Among the various supercomputers in-house, Nvidia has several times more GPUs than anyone else.

Among them, DGX Cloud provides pre-training models, data processing frameworks, vector databases and personalization, optimized inference engines, APIs, and support from NVIDIA experts to help enterprises customize use cases and adjust models.

Today, the service has also attracted several large players from verticals such as SaaS, insurance, manufacturing, pharmaceuticals, productivity software, and automotive.

Even without counting the undisclosed partners, just by Amgen, Adobe, CCC, ServiceNow, Accenture, AstraZeneca, Getty Images, Shutterstock, The list, which is much longer than other competitors, is made up of giants such as Morningstar, Evozyne, Insilico Medicine, Quantiphi, InstaDeep, Oxford Nanopore, Peptone, Relation Therapeutics, ALCHEMAB Therapeutics, and Runway, which are already Shocked enough.

Given cloud spending and the scale of in-house supercomputer builds, it appears companies are buying more from Nvidia than HuggingFace, Together, and Databricks combined.

As one of the most influential companies in the industry, HuggingFace needs to use this to obtain huge investment, build more models, customization and reasoning capabilities. But in the most recent funding round, they didn't get the amount they needed due to a high valuation.

Databricks can catch up with data and enterprise relationships. But the problem is that if you want to serve more than 7,000 customers, you have to multiply your expenses many times over.

Unfortunately, Databricks cannot use stock to purchase GPUs. They need to raise massive amounts of money through their upcoming private placement/IPO and further use that cash to double down on investing in hardware.

It's kind of weird from an economic point of view, because they have to build before they can get customers, and Nvidia is also spending a lot of money on their services. However, this is also a prerequisite for participating in the competition.

The key here is that Databricks, HuggingFace, and Together are significantly behind their main competitors, which happen to be the source of nearly all of their computing resources.

That said, virtually everyone from Meta to Microsoft to startups is just filling Nvidia's bank account.

So, can someone save us from Nvidia slavery?

Yes, there is a potential savior — Google.

At the top of Google's computing power, OpenAI is less than half

While GPUs are also being used internally, Google has other "trump cards" in its hands.

Among them, what the industry is most looking forward to is that Google's next-generation large-scale model Gemini, as well as the next iterative version being trained, have been blessed by Google's unparalleled and efficient infrastructure.

As early as 2006, Google began to propose the idea of ​​building an artificial intelligence-specific infrastructure, and in 2013 this plan was brought to a climax.

They realized that if they wanted to deploy AI at scale, they would have to double the number of data centers.

Therefore, Google began to prepare for the TPU chip that can be put into production in 3 years.

The most famous project Nitro Program was launched in 2013, focusing on developing chips to optimize general-purpose CPU computing and storage. The main goal is to rethink the server's chip design to make it more suitable for Google's artificial intelligence computing workloads.

Since 2016, Google has built six different AI chips, TPU, TPUv2, TPUv3, TPUv4i, TPUv4, and TPUv5.

Google primarily designs these chips, with varying amounts of mid- and back-end collaborations with Broadcom, which are then produced by TSMC.

After TPUv2, these chips also use HBM memory from Samsung and SK Hynix.

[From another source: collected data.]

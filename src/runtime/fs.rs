//! File system operations (read, write, directories, glob).

use anyhow::{Context, Result};
use std::fs;
use std::path::{Path, PathBuf};

use super::RealRuntime;

impl RealRuntime {
    #[tracing::instrument(skip(self, contents))]
    pub(crate) fn write_impl(&self, path: &Path, contents: &[u8]) -> Result<()> {
        fs::write(path, contents).context("Failed to write to file")?;
        Ok(())
    }

    #[tracing::instrument(skip(self))]
    pub(crate) fn read_to_string_impl(&self, path: &Path) -> Result<String> {
        fs::read_to_string(path).context("Failed to read file to string")
    }

    #[tracing::instrument(skip(self))]
    pub(crate) fn create_dir_all_impl(&self, path: &Path) -> Result<()> {
        fs::create_dir_all(path).context("Failed to create directory")?;
        Ok(())
    }

    #[tracing::instrument(skip(self))]
    pub(crate) fn remove_dir_all_impl(&self, path: &Path) -> Result<()> {
        fs::remove_dir_all(path).context("Failed to remove directory and its contents")?;
        Ok(())
    }

    #[tracing::instrument(skip(self))]
    pub(crate) fn exists_impl(&self, path: &Path) -> bool {
        path.exists()
    }

    #[tracing::instrument(skip(self))]
    pub(crate) fn glob_impl(&self, dir: &Path, pattern: &str) -> Result<Vec<PathBuf>> {
        // Escape the directory part only; the file pattern stays a pattern.
        let full = format!(
            "{}/{}",
            glob::Pattern::escape(&dir.to_string_lossy()),
            pattern
        );
        let mut paths = glob::glob(&full)
            .with_context(|| format!("Invalid glob pattern {:?}", full))?
            .collect::<std::result::Result<Vec<_>, _>>()
            .context("Failed to read glob match")?;
        paths.sort();
        Ok(paths)
    }

    #[tracing::instrument(skip(self))]
    pub(crate) fn create_temp_dir_impl(&self, prefix: &str) -> Result<PathBuf> {
        let dir = tempfile::Builder::new()
            .prefix(prefix)
            .tempdir()
            .context("Failed to create temporary directory")?;
        Ok(dir.keep())
    }
}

Before introducing Gemini and Google's cloud business, the whistleblower first shared some data about Google's crazy expansion of computing power - the total number of newly added advanced chips in each quarter.

For OpenAI, the total number of GPUs they have will increase 4 times in 2 years.

And for Google, which everyone ignores, Google has TPUv4 (PuVerAsh), TPUv4 lite, and a whole family of GPUs used internally.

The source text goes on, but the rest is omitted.